L’arroganza, cioè l’inclinazione al confronto in cui si determina chi è superiore e chi inferiore, chi ha ragione e chi torto, è temuta soprattutto da coloro che temono di risultare perdenti dal confronto stesso, perché lo stato d’inferiorità viene associato (consciamente o ancor più inconsciamente) con il rischio di essere espulsi dalla comunità o condannati ad una posizione gerarchica svantaggiosa. Tutto ciò è analogo a quanto avviene tra i polli, che si combattono finché non si stabilisce e si conviene un chiaro “ordine di beccata”, in cui ognuno sa chi può mangiare prima di chi, chi può beccare chi, e chi può essere beccato da chi.

Lo psicologo Alfred Adler (1870–1937), nella sua Psicologia individuale, enfatizza l’importanza dei sentimenti di inferiorità nello sviluppo della personalità e dei disagi mentali, con particolare riguardo ai fenomeni di compensazione, in cui una persona con inferiorità biologica tende normalmente a sviluppare una superiorità culturale (in qualche ambito particolare), per ottenere una posizione di rispetto nella comunità di appartenenza. Aggiungerei che ci sono anche persone ipodotate intellettualmente che cercano di compensare la loro inferiorità sviluppando una superiorità fisica, per esempio, dedicandosi con impegno ad uno sport.

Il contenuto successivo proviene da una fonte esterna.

//! `SQLite`-backed implementation of [`MirrorStore`].
//!
//! Uses a single `Mutex<Connection>`; every [`MirrorStore::apply`] call runs
//! inside one transaction.

use std::fs;
use std::path::Path;
use std::sync::{Mutex, MutexGuard};
use std::time::{Duration, SystemTime, UNIX_EPOCH};

use rusqlite::{params, params_from_iter, Connection, OptionalExtension, TransactionBehavior};
use serde_json::{Map, Value};

use crate::error::{Result, StoreError};
use crate::record::{
    ApplyOutcome, Condition, MetadataRow, MetadataSelector, Record, Selector, TableSpec, WriteOp,
    LEASE_TABLE, METADATA_TABLE,
};
use crate::store::MirrorStore;

const METADATA_SCHEMA: &str = r#"
CREATE TABLE IF NOT EXISTS metadata (
    id          INTEGER PRIMARY KEY AUTOINCREMENT,
    owner_type  TEXT NOT NULL,
    owner_id    TEXT NOT NULL,
    key         TEXT NOT NULL,
    value       TEXT NOT NULL,
    change_id   TEXT NOT NULL,
    sync_id     TEXT NOT NULL,
    UNIQUE (owner_type, owner_id, key)
);

CREATE INDEX IF NOT EXISTS idx_metadata_owner ON metadata (owner_type, owner_id);
CREATE INDEX IF NOT EXISTS idx_metadata_key ON metadata (key);
CREATE INDEX IF NOT EXISTS idx_metadata_change_id ON metadata (change_id);
CREATE INDEX IF NOT EXISTS idx_metadata_sync_id ON metadata (sync_id);

CREATE TABLE IF NOT EXISTS sync_leases (
    name        TEXT PRIMARY KEY,
    holder      TEXT NOT NULL,
    expires_at  INTEGER NOT NULL
);
"#;

/// How long a writer waits on another connection's write lock.
const BUSY_TIMEOUT: Duration = Duration::from_secs(5);

/// `SQLite` mirror storage.
///
/// Create with [`SqliteMirrorStore::open`] for a file-backed mirror or
/// [`SqliteMirrorStore::in_memory`] for tests.
pub struct SqliteMirrorStore {
    conn: Mutex<Connection>,
    tables: Vec<TableSpec>,
}

impl SqliteMirrorStore {
    /// Open or create a mirror database at `path` with one table per spec.
    pub fn open(path: impl AsRef<Path>, tables: &[TableSpec]) -> Result<Self> {
        let path = path.as_ref();
        if let Some(parent) = path.parent() {
            if !parent.as_os_str().is_empty() {
                fs::create_dir_all(parent)?;
            }
        }
        let conn = Connection::open(path)?;
        conn.pragma_update_and_check(None, "journal_mode", "wal", |_| Ok(()))?;
        conn.pragma_update(None, "synchronous", "normal")?;
        conn.busy_timeout(BUSY_TIMEOUT)?;
        Self::init(conn, tables)
    }

    pub fn in_memory(tables: &[TableSpec]) -> Result<Self> {
        Self::init(Connection::open_in_memory()?, tables)
    }

    fn init(conn: Connection, tables: &[TableSpec]) -> Result<Self> {
        let mut ddl = String::from(METADATA_SCHEMA);
        for spec in tables {
            if spec.name == METADATA_TABLE || spec.name == LEASE_TABLE {
                return Err(StoreError::InvalidIdentifier(spec.name.to_string()));
            }
            ddl.push_str(&table_ddl(spec)?);
        }
        conn.execute_batch(&ddl)?;
        Ok(Self {
            conn: Mutex::new(conn),
            tables: tables.to_vec(),
        })
    }

    fn lock_conn(&self) -> Result<MutexGuard<'_, Connection>> {
        self.conn.lock().map_err(|_| StoreError::LockPoisoned)
    }

    fn spec(&self, table: &str) -> Result<&TableSpec> {
        self.tables
            .iter()
            .find(|spec| spec.name == table)
            .ok_or_else(|| StoreError::UnknownTable(table.to_string()))
    }

    fn apply_op(&self, conn: &Connection, op: &WriteOp, outcome: &mut ApplyOutcome) -> Result<()> {
        match op {
            WriteOp::Upsert { table, record } => {
                upsert_record(conn, self.spec(table)?, record)?;
                outcome.records_upserted += 1;
            }
            WriteOp::UpsertMetadata(row) => {
                upsert_metadata(conn, row)?;
                outcome.metadata_upserted += 1;
            }
            WriteOp::DeleteRecords {
                table,
                selector,
                metadata_owner,
            } => {
                let (records, metadata) =
                    delete_records(conn, self.spec(table)?, selector, *metadata_owner)?;
                outcome.records_deleted += records;
                outcome.metadata_deleted += metadata;
            }
            WriteOp::DeleteMetadata(selector) => {
                outcome.metadata_deleted += delete_metadata(conn, selector)?;
            }
        }
        Ok(())
    }
}

impl MirrorStore for SqliteMirrorStore {
    fn apply(&self, ops: &[WriteOp]) -> Result<ApplyOutcome> {
        let mut conn = self.lock_conn()?;
        let tx = conn.transaction()?;
        let mut outcome = ApplyOutcome::default();
        for op in ops {
            self.apply_op(&tx, op, &mut outcome)?;
        }
        tx.commit()?;
        Ok(outcome)
    }

    fn get(&self, table: &str, id: &str) -> Result<Option<Record>> {
        let spec = self.spec(table)?;
        let conn = self.lock_conn()?;
        let row = conn
            .query_row(
                &format!(
                    "SELECT id, attributes, change_id, sync_id FROM \"{}\" WHERE id = ?1",
                    spec.name
                ),
                params![id],
                |row| {
                    Ok((
                        row.get::<_, String>(0)?,
                        row.get::<_, String>(1)?,
                        row.get::<_, String>(2)?,
                        row.get::<_, String>(3)?,
                    ))
                },
            )
            .optional()?;
        row.map(decode_record).transpose()
    }

    fn find(&self, table: &str, selector: &Selector) -> Result<Vec<Record>> {
        let spec = self.spec(table)?;
        let (clause, values) = where_clause(spec, selector)?;
        let conn = self.lock_conn()?;
        let mut stmt = conn.prepare(&format!(
            "SELECT id, attributes, change_id, sync_id FROM \"{}\" WHERE {} ORDER BY id",
            spec.name, clause
        ))?;
        let rows = stmt.query_map(params_from_iter(values.iter()), |row| {
            Ok((
                row.get::<_, String>(0)?,
                row.get::<_, String>(1)?,
                row.get::<_, String>(2)?,
                row.get::<_, String>(3)?,
            ))
        })?;
        let mut out = Vec::new();
        for row in rows {
            out.push(decode_record(row?)?);
        }
        Ok(out)
    }

    fn count(&self, table: &str) -> Result<u64> {
        let spec = self.spec(table)?;
        let conn = self.lock_conn()?;
        let count: i64 = conn.query_row(
            &format!("SELECT COUNT(*) FROM \"{}\"", spec.name),
            [],
            |row| row.get(0),
        )?;
        Ok(count as u64)
    }

    fn metadata(&self, owner_type: &str, owner_id: &str) -> Result<Vec<MetadataRow>> {
        let conn = self.lock_conn()?;
        let mut stmt = conn.prepare(
            "SELECT owner_type, owner_id, key, value, change_id, sync_id
             FROM metadata
             WHERE owner_type = ?1 AND owner_id = ?2
             ORDER BY key",
        )?;
        let rows = stmt.query_map(params![owner_type, owner_id], |row| {
            Ok(MetadataRow {
                owner_type: row.get(0)?,
                owner_id: row.get(1)?,
                key: row.get(2)?,
                value: row.get(3)?,
                change_id: row.get(4)?,
                sync_id: row.get(5)?,
            })
        })?;
        let mut out = Vec::new();
        for row in rows {
            out.push(row?);
        }
        Ok(out)
    }

    fn clear(&self) -> Result<u64> {
        let mut conn = self.lock_conn()?;
        let tx = conn.transaction()?;
        let mut removed = tx.execute("DELETE FROM metadata", [])? as u64;
        for spec in &self.tables {
            removed += tx.execute(&format!("DELETE FROM \"{}\"", spec.name), [])? as u64;
        }
        tx.commit()?;
        Ok(removed)
    }

    fn tables(&self) -> Vec<TableSpec> {
        self.tables.clone()
    }

    fn acquire_lease(&self, name: &str, holder: &str, ttl: Duration) -> Result<bool> {
        let now = unix_millis();
        let expires_at = now.saturating_add(i64::try_from(ttl.as_millis()).unwrap_or(i64::MAX));
        let mut conn = self.lock_conn()?;
        let tx = conn.transaction_with_behavior(TransactionBehavior::Immediate)?;
        let taken = tx.execute(
            "INSERT INTO sync_leases(name, holder, expires_at) VALUES (?1, ?2, ?3)
             ON CONFLICT(name) DO UPDATE SET
                 holder = excluded.holder,
                 expires_at = excluded.expires_at
             WHERE sync_leases.holder = excluded.holder OR sync_leases.expires_at <= ?4",
            params![name, holder, expires_at, now],
        )?;
        tx.commit()?;
        Ok(taken > 0)
    }

    fn release_lease(&self, name: &str, holder: &str) -> Result<()> {
        let conn = self.lock_conn()?;
        conn.execute(
            "DELETE FROM sync_leases WHERE name = ?1 AND holder = ?2",
            params![name, holder],
        )?;
        Ok(())
    }
}

fn unix_millis() -> i64 {
    SystemTime::now()
        .duration_since(UNIX_EPOCH)
        .map(|elapsed| i64::try_from(elapsed.as_millis()).unwrap_or(i64::MAX))
        .unwrap_or(0)
}

fn table_ddl(spec: &TableSpec) -> Result<String> {
    validate_identifier(spec.name)?;
    let mut columns = vec![
        "id TEXT PRIMARY KEY".to_string(),
        "attributes TEXT NOT NULL".to_string(),
    ];
    for relation in spec.relations {
        validate_identifier(relation)?;
        columns.push(format!("\"{relation}\" TEXT"));
    }
    columns.push("change_id TEXT NOT NULL".to_string());
    columns.push("sync_id TEXT NOT NULL".to_string());

    let mut ddl = format!(
        "CREATE TABLE IF NOT EXISTS \"{}\" (\n    {}\n);\n",
        spec.name,
        columns.join(",\n    ")
    );
    for column in spec.relations.iter().copied().chain(["change_id", "sync_id"]) {
        ddl.push_str(&format!(
            "CREATE INDEX IF NOT EXISTS \"idx_{table}_{column}\" ON \"{table}\" (\"{column}\");\n",
            table = spec.name,
        ));
    }
    Ok(ddl)
}

fn validate_identifier(name: &str) -> Result<()> {
    let valid = name
        .chars()
        .next()
        .is_some_and(|c| c.is_ascii_alphabetic() || c == '_')
        && name.chars().all(|c| c.is_ascii_alphanumeric() || c == '_');
    if valid {
        Ok(())
    } else {
        Err(StoreError::InvalidIdentifier(name.to_string()))
    }
}

fn where_clause(spec: &TableSpec, selector: &Selector) -> Result<(String, Vec<String>)> {
    if selector.conditions().is_empty() {
        return Ok(("1 = 1".to_string(), Vec::new()));
    }
    let mut parts = Vec::new();
    let mut values = Vec::new();
    for condition in selector.conditions() {
        let column = condition.column();
        if !spec.has_column(column) {
            return Err(StoreError::UnknownColumn {
                table: spec.name.to_string(),
                column: column.to_string(),
            });
        }
        match condition {
            Condition::Eq(..) => parts.push(format!("\"{column}\" = ?")),
            Condition::NotEq(..) => parts.push(format!("\"{column}\" IS NOT ?")),
        }
        values.push(condition.value().to_string());
    }
    Ok((parts.join(" AND "), values))
}

fn upsert_record(conn: &Connection, spec: &TableSpec, record: &Record) -> Result<()> {
    let mut columns = vec!["id", "attributes"];
    columns.extend(spec.relations.iter().copied());
    columns.push("change_id");
    columns.push("sync_id");

    let mut values: Vec<Option<String>> = vec![
        Some(record.id.clone()),
        Some(serde_json::to_string(&record.attributes)?),
    ];
    values.extend(spec.relations.iter().map(|relation| record.relation(relation)));
    values.push(Some(record.change_id.clone()));
    values.push(Some(record.sync_id.clone()));

    let quoted: Vec<String> = columns.iter().map(|c| format!("\"{c}\"")).collect();
    let placeholders = vec!["?"; columns.len()].join(", ");
    let updates: Vec<String> = columns[1..]
        .iter()
        .map(|c| format!("\"{c}\" = excluded.\"{c}\""))
        .collect();
    let sql = format!(
        "INSERT INTO \"{}\" ({}) VALUES ({}) ON CONFLICT(id) DO UPDATE SET {}",
        spec.name,
        quoted.join(", "),
        placeholders,
        updates.join(", ")
    );
    conn.execute(&sql, params_from_iter(values.iter()))?;
    Ok(())
}

fn delete_records(
    conn: &Connection,
    spec: &TableSpec,
    selector: &Selector,
    metadata_owner: Option<&str>,
) -> Result<(u64, u64)> {
    let (clause, values) = where_clause(spec, selector)?;

    let mut metadata_deleted = 0;
    if let Some(owner_type) = metadata_owner {
        let mut select = conn.prepare(&format!(
            "SELECT id FROM \"{}\" WHERE {}",
            spec.name, clause
        ))?;
        let ids = select
            .query_map(params_from_iter(values.iter()), |row| row.get::<_, String>(0))?
            .collect::<std::result::Result<Vec<_>, _>>()?;
        let mut delete_meta =
            conn.prepare_cached("DELETE FROM metadata WHERE owner_type = ?1 AND owner_id = ?2")?;
        for id in &ids {
            metadata_deleted += delete_meta.execute(params![owner_type, id])? as u64;
        }
    }

    let deleted = conn.execute(
        &format!("DELETE FROM \"{}\" WHERE {}", spec.name, clause),
        params_from_iter(values.iter()),
    )?;
    Ok((deleted as u64, metadata_deleted))
}

fn upsert_metadata(conn: &Connection, row: &MetadataRow) -> Result<()> {
    conn.execute(
        "INSERT INTO metadata(owner_type, owner_id, key, value, change_id, sync_id)
         VALUES (?1, ?2, ?3, ?4, ?5, ?6)
         ON CONFLICT(owner_type, owner_id, key) DO UPDATE SET
             value = excluded.value,
             change_id = excluded.change_id,
             sync_id = excluded.sync_id",
        params![
            row.owner_type,
            row.owner_id,
            row.key,
            row.value,
            row.change_id,
            row.sync_id,
        ],
    )?;
    Ok(())
}

fn delete_metadata(conn: &Connection, selector: &MetadataSelector) -> Result<u64> {
    let mut sql = String::from("DELETE FROM metadata WHERE owner_type = ?");
    let mut values = vec![selector.owner_type.clone()];
    if let Some(owner_id) = &selector.owner_id {
        sql.push_str(" AND owner_id = ?");
        values.push(owner_id.clone());
    }
    if let Some(change_id) = &selector.except_change_id {
        sql.push_str(" AND change_id != ?");
        values.push(change_id.clone());
    }
    if let Some(sync_id) = &selector.except_sync_id {
        sql.push_str(" AND sync_id != ?");
        values.push(sync_id.clone());
    }
    Ok(conn.execute(&sql, params_from_iter(values.iter()))? as u64)
}

fn decode_record(row: (String, String, String, String)) -> Result<Record> {
    let (id, attributes, change_id, sync_id) = row;
    let attributes: Map<String, Value> = serde_json::from_str(&attributes)?;
    Ok(Record {
        id,
        attributes,
        change_id,
        sync_id,
    })
}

In base a tale ottica, c’è da aspettarsi che siano le persone che hanno sentimenti d’inferiorità congenita quelle che più appaiono come arroganti, in quanto cercano di mostrare una superiorità compensativa.

Ne consegue che una persona può essere affetta da un complesso d’inferiorità e al tempo stesso uno di superiorità che è conseguenza della compensazione già avvenuta o in corso di sviluppo.

Può tuttavia succedere che una persona sia intellettualmente dotata e nettamente superiore ai suoi conoscenti, in modo congenito, cioè non per effetto della compensazione di una inferiorità originale, ma per un dono di natura. Purtroppo, nemmeno questo tipo di persona è immune dall’accusa di arroganza da parte dei meno dotati, i quali sono normalmente animati da invidia e gelosia più o meno consapevole.

In entrambi i casi (superiorità innata o acquisita) si può sviluppare nel soggetto una paura del successo, in quanto dimostrazione di superiorità che lo espone ad accuse di arroganza. Perché quanto più uno cresce e supera se stesso, tanto più, fatalmente, supererà anche gli altri che non sono cresciuti nella stessa misura in un particolare ambito.

A seconda del temperamento del soggetto “superdotato” sono allora possibili diverse carriere:

  • rinuncia al successo mediante auto-limitazione o auto-boicottaggio, in modo da evitare il rischio di essere accusati di arroganza;
  • sfida contro coloro che lo accusano di arroganza e assunzione di un atteggiamento volutamente e consapevolmente “arrogante”;
  • assunzione di falsa modestia, cioè negazione, a parole, delle proprie capacità superiori nonostante la loro evidenza.
  • cercare il successo nella mediocrità, esaltandola e onorandola, ed evitando di mettere in campo le loro doti, come tanti personaggi dello spettacolo, che non fanno sentire nessuno dei telespettatori a lui inferiore.